Friday, April 27, 2012

Feeling Good is Hard to Quit

I woke up with a cold yesterday and still went to the gym. I didn't feel bad until last night. This morning I dreamt I had strep, but luckily, the sore throat was just some morning gunk. And after I put my kid on the school bus, I'm off to the gym.

I do 45 minutes on the elliptical and a nice 5.0 miles. I feel good. It's a back and biceps day and it's Friday which gives me extra incentive to work out hard because I'm such a slacker on the weekends. My friend B yells at me that I shouldn't be losing any more weight, that I should cut waaaay back on my cardio, to say, oh, 10 minutes. And I scoff! Because if I can't get good and sweaty, then I don't feel properly warmed up and then I don't feel good. Exercise is my drug!

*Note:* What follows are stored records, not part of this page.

//! Registry of backend collections the client subscribes to.

use backdesk_shared::ClientFrame;

/// A subscribable backend collection.
#[derive(Debug, Clone, PartialEq, Eq)]
pub struct Topic {
    /// Collection name as the backend knows it.
    pub collection: String,
    /// Singular, human-readable label used in notification titles.
    pub label: String,
}

impl Topic {
    pub fn new(collection: impl Into<String>, label: impl Into<String>) -> Self {
        Self {
            collection: collection.into(),
            label: label.into(),
        }
    }

    /// The subscribe frame for this topic.
    pub fn subscribe_frame(&self) -> ClientFrame {
        ClientFrame::subscribe(self.collection.clone())
    }
}

const BUILTIN_TOPICS: &[(&str, &str)] = &[
    ("orders", "Order"),
    ("order_items", "Order item"),
    ("products", "Product"),
    ("categories", "Category"),
    ("customers", "Customer"),
    ("inventory", "Inventory item"),
    ("payments", "Payment"),
    ("shipments", "Shipment"),
    ("reviews", "Review"),
];

/// Collections polled when the realtime channel is down. Each poll is a full
/// request, so this is deliberately smaller than the realtime set.
pub const DEFAULT_POLLED_TOPICS: &[&str] = &["orders", "products", "customers", "inventory"];

/// The fixed set of topics subscribed on every `Ready` transition.
#[derive(Debug, Clone, PartialEq, Eq)]
pub struct TopicRegistry {
    topics: Vec<Topic>,
}

impl TopicRegistry {
    pub fn new(topics: Vec<Topic>) -> Self {
        Self { topics }
    }

    pub fn iter(&self) -> impl Iterator<Item = &Topic> {
        self.topics.iter()
    }

    pub fn len(&self) -> usize {
        self.topics.len()
    }

    pub fn is_empty(&self) -> bool {
        self.topics.is_empty()
    }

    pub fn get(&self, collection: &str) -> Option<&Topic> {
        self.topics.iter().find(|t| t.collection == collection)
    }

    /// Label for a collection, falling back to the collection name itself.
    pub fn label_for<'a>(&'a self, collection: &'a str) -> &'a str {
        self.get(collection)
            .map(|t| t.label.as_str())
            .unwrap_or(collection)
    }

    /// One subscribe frame per topic, in registry order.
    pub fn subscribe_frames(&self) -> Vec<ClientFrame> {
        self.topics.iter().map(Topic::subscribe_frame).collect()
    }
}

impl Default for TopicRegistry {
    fn default() -> Self {
        Self::new(
            BUILTIN_TOPICS
                .iter()
                .map(|(collection, label)| Topic::new(*collection, *label))
                .collect(),
        )
    }
}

"You shouldn't be weighing yourself after your workout."
"Why not?" I ask.
The scale's on the way to the shower and I'm always wearing the same thing, a towel. so there's no hiding from any ugly truths, there's no excuses (like, oh, it must be my extra heavy sneakers today, or I have my cell in my pocket). There's only, ooh, maybe I shouldn't've had seconds and thirds last night. Besides, I always weight myself at this time, after my workout, after sucking down a bottle or two of water. At least I'm consistent, and consistency is the key to an awful lot of things.
"Because you've just sucked down a liter and a half of water. How much does that weigh?"
I shrug because I don't think a liter and a half is going to skew my weigh in.
Then she adds, "I can't believe you don't have to run off to the rest room all the time!"
I shrug. I can't believe she works out and doesn't get sweaty. She barely drinks the half liter bottle of whatever mix she put in her water bottle. 

My right elbow is bothering me from doing the 10 close grip chin ups I finish my stretch/side-kick routine with, so I opt to do traditional machine rows and pull downs today. The neutral (palms facing each other) grip is great on my tiny wrists and dysfunctional shoulder, but it's wreaking havoc with the inside of one elbow.

I do a set of 12 reps with 75 lbs to start, then do another 3 sets of 15 reps at 90 lbs, pulling the handles to my chest with my back rigidly straight. I've finally seen my back, and it needs work. I do another 3 sets at 105 lbs but can only eek out 8 reps. Maybe I'll put on a little size. While I'm happy with the diamond shape of my traps, considering I don't recall doing movements specific for it, it's the rather sparse lats that bother me. From one angle, all I see are ribs. I don't think you should see your ribs from the back.


The pull-down station already has a standard bar attached so I do 12 reps at 90 lbs for 5 sets, trying hard to resist the urge to move the peg to 105 lb. It's such an ego boost to move your own weight or more! My elbows are my weak link on this movement so I give my arms a break and do a few machines: 2 sets of 25 reps at 50 lbs on the side-twist-ab station, 2 sets of 25 reps at 90 lbs on the seated lower back press (like doing hyper-extensions in a seated position), and about 125-150 reps each (I tend to lose count after 100) of twisting situps and leg kick-outs. Towards the end I can feel my abs burning, but it feels distant and not all that unpleasant. 

Feeling pleasantly sweaty again, I gingerly try 5 sets of stiff leg deadlifts at the Smith machine with just the 45 lbs bar. I know I could add weight but really, what I want to see is what part of me (if any) is going to be sore tomorrow. Then I grab a 30 lb barbell and do bent-over-reverse grip rows. I feel lopsided as I stare at my form in the mirror. My arms don't quite track the same as I try to keep my elbows close to my body as I draw the weight up to my navel. But I feel my lats for the first time, and I'm excited. I do 5 sets of 15 reps. I want to see how I'll feel over the weekend before upping the weight. Dumbbell rows are something I used to do, but as with flyes and dumbbell presses, my spine and shoulders are too flexible and I tend to inadvertently slide out of alignment which become rather painful and tiresome.

Naturally, having done all that pulling motion means that biceps are next. But that's another post.